THE RECORDS:
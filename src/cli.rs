//! Command-line interface definitions.
//!
//! Defines all CLI arguments and subcommands using clap.

use clap::{Parser, Subcommand};
use std::path::PathBuf;

/// Wardaya blog front end CLI
#[derive(Parser, Debug, Clone)]
#[command(version, about, long_about = None, arg_required_else_help = true)]
pub struct Cli {
    /// Project root directory
    #[arg(short, long)]
    pub root: Option<PathBuf>,

    /// Output directory path (relative to project root)
    #[arg(short, long)]
    pub output: Option<PathBuf>,

    /// Config file name (default: wardaya.toml)
    #[arg(short = 'C', long, default_value = "wardaya.toml")]
    pub config: PathBuf,

    /// Override the CMS base URL, e.g. `http://localhost:1337`
    #[arg(long = "cms-url")]
    pub cms_url: Option<String>,

    /// subcommands
    #[command(subcommand)]
    pub command: Commands,
}

/// Available subcommands
#[derive(Subcommand, Debug, Clone)]
pub enum Commands {
    /// Fetch content from the CMS and write the search index, data snapshots and sitemap
    Build {
        /// Clean output directory completely before building
        #[arg(long)]
        clean: bool,

        /// enable sitemap generation
        #[arg(long, action = clap::ArgAction::Set, num_args = 0..=1, default_missing_value = "true", require_equals = false)]
        sitemap: Option<bool>,
    },

    /// Serve the output directory and a live `/search.json`
    Serve {
        /// Interface to bind on
        #[arg(short, long)]
        interface: Option<String>,

        /// The port you should provide
        #[arg(short, long)]
        port: Option<u16>,
    },

    /// Search the index; without a query, read one query per line from stdin
    Search {
        /// Query terms (joined with spaces)
        query: Vec<String>,

        /// Index location: an http(s) URL or a file path
        /// (default: the built index, else `<site.url>/search.json`)
        #[arg(long)]
        index: Option<String>,
    },
}

#[allow(unused)]
impl Cli {
    pub const fn is_build(&self) -> bool {
        matches!(self.command, Commands::Build { .. })
    }
    pub const fn is_serve(&self) -> bool {
        matches!(self.command, Commands::Serve { .. })
    }
    pub const fn is_search(&self) -> bool {
        matches!(self.command, Commands::Search { .. })
    }
}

WHAT THE TASK ASKS:
Using the records above, gather all lines where the string "http" is present.

OUTPUT OF THE EXERCISE:
    /// Override the CMS base URL, e.g. `http://localhost:1337`
        /// Index location: an http(s) URL or a file path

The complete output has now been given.